** TASK DESCRIPTION **
What is needed here is an exact repetition of the records below, beginning at the line that has "it must never" and stopping after the line that has "let t = t.clamp(0.0, 1.0);".

(Items listed in a dataset)

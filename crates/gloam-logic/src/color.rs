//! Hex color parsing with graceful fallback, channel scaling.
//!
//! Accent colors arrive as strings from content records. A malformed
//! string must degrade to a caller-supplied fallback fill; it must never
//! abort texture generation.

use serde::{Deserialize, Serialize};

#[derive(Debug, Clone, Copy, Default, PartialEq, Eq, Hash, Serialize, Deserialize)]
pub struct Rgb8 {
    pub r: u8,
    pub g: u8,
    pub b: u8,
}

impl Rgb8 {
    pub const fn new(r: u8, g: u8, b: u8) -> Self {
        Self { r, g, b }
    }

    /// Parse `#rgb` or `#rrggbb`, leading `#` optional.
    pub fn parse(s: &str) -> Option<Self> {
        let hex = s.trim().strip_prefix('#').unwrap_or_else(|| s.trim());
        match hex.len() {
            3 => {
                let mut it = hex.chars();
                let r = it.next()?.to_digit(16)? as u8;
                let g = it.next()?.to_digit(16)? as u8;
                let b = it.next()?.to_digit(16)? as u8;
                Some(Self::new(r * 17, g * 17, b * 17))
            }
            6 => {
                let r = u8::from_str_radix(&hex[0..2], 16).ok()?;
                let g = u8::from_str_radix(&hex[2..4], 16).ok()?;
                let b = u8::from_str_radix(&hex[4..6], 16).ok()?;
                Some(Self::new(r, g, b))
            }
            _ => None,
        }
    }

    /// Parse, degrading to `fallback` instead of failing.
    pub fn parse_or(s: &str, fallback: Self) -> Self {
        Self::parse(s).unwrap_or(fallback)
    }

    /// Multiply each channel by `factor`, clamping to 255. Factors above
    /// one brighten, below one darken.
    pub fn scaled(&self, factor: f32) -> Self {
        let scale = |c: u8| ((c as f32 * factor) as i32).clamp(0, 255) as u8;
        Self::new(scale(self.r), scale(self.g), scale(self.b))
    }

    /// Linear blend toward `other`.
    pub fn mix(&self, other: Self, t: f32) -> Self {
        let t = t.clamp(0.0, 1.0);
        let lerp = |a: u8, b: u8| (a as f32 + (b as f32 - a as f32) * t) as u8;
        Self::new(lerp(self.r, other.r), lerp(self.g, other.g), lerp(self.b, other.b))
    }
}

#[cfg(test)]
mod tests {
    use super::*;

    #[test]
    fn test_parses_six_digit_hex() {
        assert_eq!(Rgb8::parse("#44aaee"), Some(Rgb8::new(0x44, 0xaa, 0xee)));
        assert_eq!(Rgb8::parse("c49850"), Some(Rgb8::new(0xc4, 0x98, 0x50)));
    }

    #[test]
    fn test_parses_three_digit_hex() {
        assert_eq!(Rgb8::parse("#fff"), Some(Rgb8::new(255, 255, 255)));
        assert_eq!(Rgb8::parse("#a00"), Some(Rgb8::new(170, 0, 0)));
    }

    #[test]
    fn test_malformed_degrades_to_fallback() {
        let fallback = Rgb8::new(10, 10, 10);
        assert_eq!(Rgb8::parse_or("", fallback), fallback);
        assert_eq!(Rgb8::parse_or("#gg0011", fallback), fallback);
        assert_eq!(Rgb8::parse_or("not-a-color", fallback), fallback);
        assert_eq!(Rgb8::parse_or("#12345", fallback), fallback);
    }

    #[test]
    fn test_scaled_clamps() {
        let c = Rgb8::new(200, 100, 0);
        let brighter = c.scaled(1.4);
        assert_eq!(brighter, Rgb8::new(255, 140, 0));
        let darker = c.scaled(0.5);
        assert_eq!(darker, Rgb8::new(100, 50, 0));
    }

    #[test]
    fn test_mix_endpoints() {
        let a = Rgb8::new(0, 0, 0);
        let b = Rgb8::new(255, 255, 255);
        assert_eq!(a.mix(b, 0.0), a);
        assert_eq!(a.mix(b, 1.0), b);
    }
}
* * *
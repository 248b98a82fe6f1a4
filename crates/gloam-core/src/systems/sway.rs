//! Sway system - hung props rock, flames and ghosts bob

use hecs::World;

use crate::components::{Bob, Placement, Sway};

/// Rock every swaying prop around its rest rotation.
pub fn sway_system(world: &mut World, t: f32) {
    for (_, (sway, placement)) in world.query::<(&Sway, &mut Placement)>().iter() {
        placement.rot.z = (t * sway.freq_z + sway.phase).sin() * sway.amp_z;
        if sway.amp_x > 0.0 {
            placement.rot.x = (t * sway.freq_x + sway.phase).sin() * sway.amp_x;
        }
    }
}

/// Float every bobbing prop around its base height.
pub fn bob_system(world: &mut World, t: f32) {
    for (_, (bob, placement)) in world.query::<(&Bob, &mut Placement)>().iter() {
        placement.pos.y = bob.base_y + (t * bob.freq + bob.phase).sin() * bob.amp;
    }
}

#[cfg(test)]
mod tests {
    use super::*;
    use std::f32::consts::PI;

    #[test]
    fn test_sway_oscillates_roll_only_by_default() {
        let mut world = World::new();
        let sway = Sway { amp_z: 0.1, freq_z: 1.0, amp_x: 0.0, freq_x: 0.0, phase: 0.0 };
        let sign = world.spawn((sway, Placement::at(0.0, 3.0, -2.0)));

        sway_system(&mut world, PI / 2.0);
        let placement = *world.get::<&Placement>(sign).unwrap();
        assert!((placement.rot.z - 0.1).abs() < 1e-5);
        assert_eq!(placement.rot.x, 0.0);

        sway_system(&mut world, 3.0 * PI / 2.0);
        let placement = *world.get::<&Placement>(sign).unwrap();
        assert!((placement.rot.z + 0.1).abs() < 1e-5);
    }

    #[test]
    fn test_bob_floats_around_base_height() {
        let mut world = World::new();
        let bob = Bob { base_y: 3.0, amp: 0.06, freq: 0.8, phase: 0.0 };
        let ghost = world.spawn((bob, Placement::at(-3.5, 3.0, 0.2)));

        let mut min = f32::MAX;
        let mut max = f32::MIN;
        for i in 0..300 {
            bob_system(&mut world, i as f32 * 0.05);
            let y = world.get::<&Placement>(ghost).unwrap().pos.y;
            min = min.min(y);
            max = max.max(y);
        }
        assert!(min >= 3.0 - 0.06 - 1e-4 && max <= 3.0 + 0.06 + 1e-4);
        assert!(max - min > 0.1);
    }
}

** RESPONSE TO THIS EXERCISE **
//! string must degrade to a caller-supplied fallback fill; it must never
//! abort texture generation.

use serde::{Deserialize, Serialize};

#[derive(Debug, Clone, Copy, Default, PartialEq, Eq, Hash, Serialize, Deserialize)]
pub struct Rgb8 {
    pub r: u8,
    pub g: u8,
    pub b: u8,
}

impl Rgb8 {
    pub const fn new(r: u8, g: u8, b: u8) -> Self {
        Self { r, g, b }
    }

    /// Parse `#rgb` or `#rrggbb`, leading `#` optional.
    pub fn parse(s: &str) -> Option<Self> {
        let hex = s.trim().strip_prefix('#').unwrap_or_else(|| s.trim());
        match hex.len() {
            3 => {
                let mut it = hex.chars();
                let r = it.next()?.to_digit(16)? as u8;
                let g = it.next()?.to_digit(16)? as u8;
                let b = it.next()?.to_digit(16)? as u8;
                Some(Self::new(r * 17, g * 17, b * 17))
            }
            6 => {
                let r = u8::from_str_radix(&hex[0..2], 16).ok()?;
                let g = u8::from_str_radix(&hex[2..4], 16).ok()?;
                let b = u8::from_str_radix(&hex[4..6], 16).ok()?;
                Some(Self::new(r, g, b))
            }
            _ => None,
        }
    }

    /// Parse, degrading to `fallback` instead of failing.
    pub fn parse_or(s: &str, fallback: Self) -> Self {
        Self::parse(s).unwrap_or(fallback)
    }

    /// Multiply each channel by `factor`, clamping to 255. Factors above
    /// one brighten, below one darken.
    pub fn scaled(&self, factor: f32) -> Self {
        let scale = |c: u8| ((c as f32 * factor) as i32).clamp(0, 255) as u8;
        Self::new(scale(self.r), scale(self.g), scale(self.b))
    }

    /// Linear blend toward `other`.
    pub fn mix(&self, other: Self, t: f32) -> Self {
        let t = t.clamp(0.0, 1.0);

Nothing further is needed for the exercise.